START RECORD SET

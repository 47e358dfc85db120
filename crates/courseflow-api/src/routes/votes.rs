//! # Voting Routes
//!
//! Routes:
//! - PUT  /v1/courses/{id}/votes/{student_id} — replace a student's vote set
//! - POST /v1/courses/{id}/votes/finalize — tally, select, move to SCHEDULED
//!
//! The student id arrives already authorization-checked by the calling
//! layer; this surface only enforces the voting-phase business rules.

use axum::extract::{Path, State};
use axum::routing::{post, put};
use axum::{Json, Router};
use serde::Deserialize;
use uuid::Uuid;

use courseflow_core::{CourseId, ModuleId, StudentId};
use courseflow_engine::Course;

use crate::error::AppError;
use crate::state::AppState;

/// The voting surface router.
pub fn router() -> Router<AppState> {
    Router::new()
        .route("/v1/courses/{id}/votes/{student_id}", put(submit_votes))
        .route("/v1/courses/{id}/votes/finalize", post(finalize_voting))
}

#[derive(Debug, Deserialize)]
struct SubmitVotesRequest {
    module_ids: Vec<Uuid>,
}

async fn submit_votes(
    State(state): State<AppState>,
    Path((course_id, student_id)): Path<(Uuid, Uuid)>,
    Json(req): Json<SubmitVotesRequest>,
) -> Result<Json<serde_json::Value>, AppError> {
    let modules: Vec<ModuleId> = req.module_ids.into_iter().map(ModuleId).collect();
    state
        .engine
        .submit_votes(StudentId(student_id), CourseId(course_id), &modules)?;
    Ok(Json(serde_json::json!({ "accepted": modules.len() })))
}

async fn finalize_voting(
    State(state): State<AppState>,
    Path(course_id): Path<Uuid>,
) -> Result<Json<Course>, AppError> {
    Ok(Json(state.engine.finalize_voting(CourseId(course_id))?))
}
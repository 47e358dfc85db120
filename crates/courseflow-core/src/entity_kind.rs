//! # Entity Kinds — Single Source of Truth
//!
//! Defines the `EntityKind` enum naming the four entity kinds whose
//! status is lifecycle-managed: course, lesson, enrollment, payment.
//! This is the ONE definition used across the entire workspace. Every
//! `match` on `EntityKind` must be exhaustive — adding a kind forces
//! every consumer (validator dispatch, CLI, API) to handle it at
//! compile time.

use serde::{Deserialize, Serialize};
use std::str::FromStr;

use crate::error::CoreError;

/// The four entity kinds with a managed status lifecycle.
///
/// Each kind has its own transition table in `courseflow-state`. The
/// CRUD layer addresses kinds by their snake_case string identifier
/// when requesting a status change.
#[derive(Debug, Clone, Copy, PartialEq, Eq, Hash, Serialize, Deserialize)]
#[serde(rename_all = "snake_case")]
pub enum EntityKind {
    /// A course moving from draft authoring through archival.
    Course,
    /// A lesson moving from scheduled through feedback delivery.
    Lesson,
    /// An enrollment of one student in one course.
    Enrollment,
    /// The payment standing of one enrollment.
    Payment,
}

/// Total number of lifecycle-managed entity kinds.
pub const ENTITY_KIND_COUNT: usize = 4;

impl EntityKind {
    /// Returns all entity kinds in canonical order.
    pub fn all_kinds() -> &'static [EntityKind] {
        &[Self::Course, Self::Lesson, Self::Enrollment, Self::Payment]
    }

    /// Returns the snake_case string identifier for this kind.
    ///
    /// This must match the serde serialization format and the kind
    /// strings accepted by the status-change API.
    pub fn as_str(&self) -> &'static str {
        match self {
            Self::Course => "course",
            Self::Lesson => "lesson",
            Self::Enrollment => "enrollment",
            Self::Payment => "payment",
        }
    }
}

impl std::fmt::Display for EntityKind {
    fn fmt(&self, f: &mut std::fmt::Formatter<'_>) -> std::fmt::Result {
        f.write_str(self.as_str())
    }
}

impl FromStr for EntityKind {
    type Err = CoreError;

    /// Parse an entity kind from its snake_case string identifier.
    fn from_str(s: &str) -> Result<Self, Self::Err> {
        match s {
            "course" => Ok(Self::Course),
            "lesson" => Ok(Self::Lesson),
            "enrollment" => Ok(Self::Enrollment),
            "payment" => Ok(Self::Payment),
            other => Err(CoreError::UnknownEntityKind(other.to_string())),
        }
    }
}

END RECORD SET

## TASK TO COMPLETE
Each entry should be retyped exactly as given.

## YOUR RESPONSE
repository 47e358dfc85db120
filename crates/courseflow-api/src/routes/votes.rs
//! # Voting Routes
//!
//! Routes:
//! - PUT  /v1/courses/{id}/votes/{student_id} — replace a student's vote set
//! - POST /v1/courses/{id}/votes/finalize — tally, select, move to SCHEDULED
//!
//! The student id arrives already authorization-checked by the calling
//! layer; this surface only enforces the voting-phase business rules.

use axum::extract::{Path, State};
use axum::routing::{post, put};
use axum::{Json, Router};
use serde::Deserialize;
use uuid::Uuid;

use courseflow_core::{CourseId, ModuleId, StudentId};
use courseflow_engine::Course;

use crate::error::AppError;
use crate::state::AppState;

/// The voting surface router.
pub fn router() -> Router<AppState> {
    Router::new()
        .route("/v1/courses/{id}/votes/{student_id}", put(submit_votes))
        .route("/v1/courses/{id}/votes/finalize", post(finalize_voting))
}

#[derive(Debug, Deserialize)]
struct SubmitVotesRequest {
    module_ids: Vec<Uuid>,
}

async fn submit_votes(
    State(state): State<AppState>,
    Path((course_id, student_id)): Path<(Uuid, Uuid)>,
    Json(req): Json<SubmitVotesRequest>,
) -> Result<Json<serde_json::Value>, AppError> {
    let modules: Vec<ModuleId> = req.module_ids.into_iter().map(ModuleId).collect();
    state
        .engine
        .submit_votes(StudentId(student_id), CourseId(course_id), &modules)?;
    Ok(Json(serde_json::json!({ "accepted": modules.len() })))
}

async fn finalize_voting(
    State(state): State<AppState>,
    Path(course_id): Path<Uuid>,
) -> Result<Json<Course>, AppError> {
    Ok(Json(state.engine.finalize_voting(CourseId(course_id))?))
}
repository 47e358dfc85db120
filename crates/courseflow-core/src/entity_kind.rs
//! # Entity Kinds — Single Source of Truth
//!
//! Defines the `EntityKind` enum naming the four entity kinds whose
//! status is lifecycle-managed: course, lesson, enrollment, payment.
//! This is the ONE definition used across the entire workspace. Every
//! `match` on `EntityKind` must be exhaustive — adding a kind forces
//! every consumer (validator dispatch, CLI, API) to handle it at
//! compile time.

use serde::{Deserialize, Serialize};
use std::str::FromStr;

use crate::error::CoreError;

/// The four entity kinds with a managed status lifecycle.
///
/// Each kind has its own transition table in `courseflow-state`. The
/// CRUD layer addresses kinds by their snake_case string identifier
/// when requesting a status change.
#[derive(Debug, Clone, Copy, PartialEq, Eq, Hash, Serialize, Deserialize)]
#[serde(rename_all = "snake_case")]
pub enum EntityKind {
    /// A course moving from draft authoring through archival.
    Course,
    /// A lesson moving from scheduled through feedback delivery.
    Lesson,
    /// An enrollment of one student in one course.
    Enrollment,
    /// The payment standing of one enrollment.
    Payment,
}

/// Total number of lifecycle-managed entity kinds.
pub const ENTITY_KIND_COUNT: usize = 4;

impl EntityKind {
    /// Returns all entity kinds in canonical order.
    pub fn all_kinds() -> &'static [EntityKind] {
        &[Self::Course, Self::Lesson, Self::Enrollment, Self::Payment]
    }

    /// Returns the snake_case string identifier for this kind.
    ///
    /// This must match the serde serialization format and the kind
    /// strings accepted by the status-change API.
    pub fn as_str(&self) -> &'static str {
        match self {
            Self::Course => "course",
            Self::Lesson => "lesson",
            Self::Enrollment => "enrollment",
            Self::Payment => "payment",
        }
    }
}

impl std::fmt::Display for EntityKind {
    fn fmt(&self, f: &mut std::fmt::Formatter<'_>) -> std::fmt::Result {
        f.write_str(self.as_str())
    }
}

impl FromStr for EntityKind {
    type Err = CoreError;

    /// Parse an entity kind from its snake_case string identifier.
    fn from_str(s: &str) -> Result<Self, Self::Err> {
        match s {
            "course" => Ok(Self::Course),
            "lesson" => Ok(Self::Lesson),
            "enrollment" => Ok(Self::Enrollment),
            "payment" => Ok(Self::Payment),
            other => Err(CoreError::UnknownEntityKind(other.to_string())),
        }
    }
}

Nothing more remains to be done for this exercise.